(Exercise directions) In the entries below, count the lines that contain the word "technology" and give only that number.

Supplied information: Begin

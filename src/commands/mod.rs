//! Chat commands: subscribing to books and topics, listing and running the schedule.

use crate::background_jobs::SchedulerHandle;
use crate::error::{LearnerError, LearnerResult};
use crate::integrations::{CatalogLookup, ChannelDirectory};
use crate::subject::{ReadingSubject, SubjectStore, TopicSubject};
use std::sync::Arc;
use tracing::info;

/// Returns the digits of `text` when it reads as an ISBN-10 or ISBN-13.
pub fn normalize_isbn(text: &str) -> Option<String> {
    let compact: String = text
        .trim()
        .chars()
        .filter(|c| *c != '-' && *c != ' ')
        .collect();
    let mut chars = compact.chars();
    let last = chars.next_back()?;
    let digits_ok = chars.as_str().chars().all(|c| c.is_ascii_digit());
    let last_ok = match compact.len() {
        10 => last.is_ascii_digit() || last == 'X' || last == 'x',
        13 => last.is_ascii_digit(),
        _ => false,
    };
    (digits_ok && last_ok).then(|| compact.to_uppercase())
}

pub struct CommandService {
    subjects: Arc<dyn SubjectStore>,
    catalog: Arc<dyn CatalogLookup>,
    channels: Arc<dyn ChannelDirectory>,
    scheduler: SchedulerHandle,
}

impl CommandService {
    pub fn new(
        subjects: Arc<dyn SubjectStore>,
        catalog: Arc<dyn CatalogLookup>,
        channels: Arc<dyn ChannelDirectory>,
        scheduler: SchedulerHandle,
    ) -> Self {
        Self {
            subjects,
            catalog,
            channels,
            scheduler,
        }
    }

    /// Finds or creates the reading subject for `text` (an ISBN or a title) and
    /// schedules its daily summary.
    pub async fn subscribe_book(&self, text: &str) -> LearnerResult<String> {
        let text = text.trim();
        if text.is_empty() {
            return Err(LearnerError::invalid("You need to specify the book name"));
        }

        let isbn = match normalize_isbn(text) {
            Some(isbn) => isbn,
            None => self.catalog.resolve_isbn_by_title(text).await?,
        };

        let reading = match self.existing_reading(&isbn)? {
            Some(reading) => reading,
            None => self.create_reading(&isbn).await?,
        };

        self.scheduler.register(&reading.clone().into()).await?;
        Ok(format!(
            "{} will be summarized for you every day at {} on channel <#{}>",
            reading.title,
            self.scheduler.fire_time(),
            reading.channel_id
        ))
    }

    fn existing_reading(&self, isbn: &str) -> LearnerResult<Option<ReadingSubject>> {
        match self.subjects.find_reading_by_key(isbn)? {
            Some(reading) if reading.is_finished() => {
                Err(LearnerError::AlreadyCompleted(reading.title))
            }
            other => Ok(other),
        }
    }

    async fn create_reading(&self, isbn: &str) -> LearnerResult<ReadingSubject> {
        let record = self.catalog.resolve_by_isbn(isbn).await?;
        // The catalog may answer with the ISBN-13 of an ISBN-10 query.
        if record.isbn != isbn {
            if let Some(reading) = self.existing_reading(&record.isbn)? {
                return Ok(reading);
            }
        }

        let channel_id = self.channels.resolve_or_create_channel(&record.title).await?;
        let reading = record.into_reading_subject(channel_id);
        self.subjects.upsert_reading(&reading)?;
        info!("Created reading subject {} ({})", reading.title, reading.isbn);
        Ok(reading)
    }

    pub async fn subscribe_topic(&self, name: &str) -> LearnerResult<String> {
        let name = name.trim();
        if name.is_empty() {
            return Err(LearnerError::invalid(
                "You need to specify the technology name",
            ));
        }

        let topic = match self.subjects.find_topic_by_key(name)? {
            Some(topic) => topic,
            None => {
                let channel_id = self.channels.resolve_or_create_channel(name).await?;
                let topic = TopicSubject {
                    name: name.to_string(),
                    channel_id,
                };
                self.subjects.upsert_topic(&topic)?;
                info!("Created topic subject {}", topic.name);
                topic
            }
        };

        self.scheduler.register(&topic.clone().into()).await?;
        Ok(format!(
            "We will give you tips and tricks about {} every day on channel <#{}>",
            topic.name, topic.channel_id
        ))
    }

    /// Channels of every stored subject, then the schedule in registration order.
    pub async fn overview(&self) -> LearnerResult<String> {
        let mut channels: Vec<String> = self
            .subjects
            .list_reading()?
            .iter()
            .map(|reading| format!("<#{}>", reading.channel_id))
            .collect();
        channels.extend(
            self.subjects
                .list_topics()?
                .iter()
                .map(|topic| format!("<#{}>", topic.channel_id)),
        );

        let schedule: Vec<String> = self
            .scheduler
            .enumerate()
            .await
            .into_iter()
            .map(|(next_run, name)| {
                format!(
                    "Next run: {}, Title: {}",
                    next_run.format("%Y-%m-%d %H:%M:%S"),
                    name
                )
            })
            .collect();

        Ok(format!(
            "Channels I created:\n{}\nCurrent schedule:\n{}",
            channels.join("\n"),
            schedule.join("\n")
        ))
    }

    pub async fn run_all(&self) -> LearnerResult<String> {
        let queued = self.scheduler.run_all().await?;
        Ok(format!("Running {} scheduled deliveries now", queued))
    }

    pub async fn reset(&self) -> LearnerResult<String> {
        self.scheduler.reset().await?;
        Ok("Successful reset!".to_string())
    }
}
use axum::extract::FromRef;

use crate::auth::RequestVerifier;
use crate::background_jobs::SchedulerHandle;
use crate::commands::CommandService;
use std::sync::Arc;
use std::time::Instant;

use super::ServerConfig;

pub type GuardedCommandService = Arc<CommandService>;
pub type GuardedRequestVerifier = Arc<RequestVerifier>;

#[derive(Clone)]
pub struct ServerState {
    pub config: ServerConfig,
    pub start_time: Instant,
    pub commands: GuardedCommandService,
    pub scheduler_handle: SchedulerHandle,
    pub verifier: GuardedRequestVerifier,
}

impl FromRef<ServerState> for GuardedCommandService {
    fn from_ref(input: &ServerState) -> Self {
        input.commands.clone()
    }
}

impl FromRef<ServerState> for GuardedRequestVerifier {
    fn from_ref(input: &ServerState) -> Self {
        input.verifier.clone()
    }
}

impl FromRef<ServerState> for ServerConfig {
    fn from_ref(input: &ServerState) -> Self {
        input.config.clone()
    }
}
use serde::{Deserialize, Serialize};

/// Discriminant of the two subject variants.
#[derive(Debug, Clone, Copy, PartialEq, Eq, Hash, Serialize, Deserialize)]
#[serde(rename_all = "snake_case")]
pub enum SubjectKind {
    Reading,
    Topic,
}

impl SubjectKind {
    pub fn as_str(&self) -> &'static str {
        match self {
            SubjectKind::Reading => "reading",
            SubjectKind::Topic => "topic",
        }
    }

    pub fn parse(s: &str) -> Option<Self> {
        match s {
            "reading" => Some(SubjectKind::Reading),
            "topic" => Some(SubjectKind::Topic),
            _ => None,
        }
    }
}

impl std::fmt::Display for SubjectKind {
    fn fmt(&self, f: &mut std::fmt::Formatter<'_>) -> std::fmt::Result {
        f.write_str(self.as_str())
    }
}

/// Identity of a subject: its variant plus its natural key (ISBN or topic name).
#[derive(Debug, Clone, PartialEq, Eq, Hash, Serialize, Deserialize)]
pub struct SubjectRef {
    pub kind: SubjectKind,
    pub key: String,
}

impl SubjectRef {
    pub fn new(kind: SubjectKind, key: impl Into<String>) -> Self {
        Self {
            kind,
            key: key.into(),
        }
    }
}

impl std::fmt::Display for SubjectRef {
    fn fmt(&self, f: &mut std::fmt::Formatter<'_>) -> std::fmt::Result {
        write!(f, "{}:{}", self.kind, self.key)
    }
}

#[derive(Debug, Clone, Copy, PartialEq, Eq, Serialize, Deserialize)]
#[serde(rename_all = "snake_case")]
pub enum ProgressMode {
    ByPage,
    ByChapter,
}

#[derive(Debug, Clone, Copy, PartialEq, Eq, Serialize, Deserialize)]
#[serde(rename_all = "snake_case")]
pub enum ReadingStatus {
    Ongoing,
    Finished,
}

/// A book being summarized a slice at a time.
#[derive(Debug, Clone, PartialEq, Eq, Serialize, Deserialize)]
pub struct ReadingSubject {
    pub isbn: String,
    pub title: String,
    pub author: String,
    /// Page count for `ByPage`, chapter count for `ByChapter`.
    pub total_extent: u32,
    pub mode: ProgressMode,
    /// Last delivered page, or the next chapter to deliver.
    pub current_position: u32,
    pub status: ReadingStatus,
    pub channel_id: String,
}

impl ReadingSubject {
    pub fn is_finished(&self) -> bool {
        self.status == ReadingStatus::Finished
    }

    pub fn reference(&self) -> SubjectRef {
        SubjectRef::new(SubjectKind::Reading, &self.isbn)
    }
}

/// A technology for which a tip is delivered every day. Carries no progress.
#[derive(Debug, Clone, PartialEq, Eq, Serialize, Deserialize)]
pub struct TopicSubject {
    pub name: String,
    pub channel_id: String,
}

impl TopicSubject {
    pub fn reference(&self) -> SubjectRef {
        SubjectRef::new(SubjectKind::Topic, &self.name)
    }
}

#[derive(Debug, Clone, PartialEq, Eq, Serialize, Deserialize)]
#[serde(tag = "kind", rename_all = "snake_case")]
pub enum Subject {
    Reading(ReadingSubject),
    Topic(TopicSubject),
}

impl Subject {
    pub fn kind(&self) -> SubjectKind {
        match self {
            Subject::Reading(_) => SubjectKind::Reading,
            Subject::Topic(_) => SubjectKind::Topic,
        }
    }

    pub fn natural_key(&self) -> &str {
        match self {
            Subject::Reading(reading) => &reading.isbn,
            Subject::Topic(topic) => &topic.name,
        }
    }

    pub fn display_name(&self) -> &str {
        match self {
            Subject::Reading(reading) => &reading.title,
            Subject::Topic(topic) => &topic.name,
        }
    }

    pub fn channel_id(&self) -> &str {
        match self {
            Subject::Reading(reading) => &reading.channel_id,
            Subject::Topic(topic) => &topic.channel_id,
        }
    }

    pub fn reference(&self) -> SubjectRef {
        SubjectRef::new(self.kind(), self.natural_key())
    }
}

impl From<ReadingSubject> for Subject {
    fn from(reading: ReadingSubject) -> Self {
        Subject::Reading(reading)
    }
}

impl From<TopicSubject> for Subject {
    fn from(topic: TopicSubject) -> Self {
        Subject::Topic(topic)
    }
}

Supplied information: End

(Written reply) 2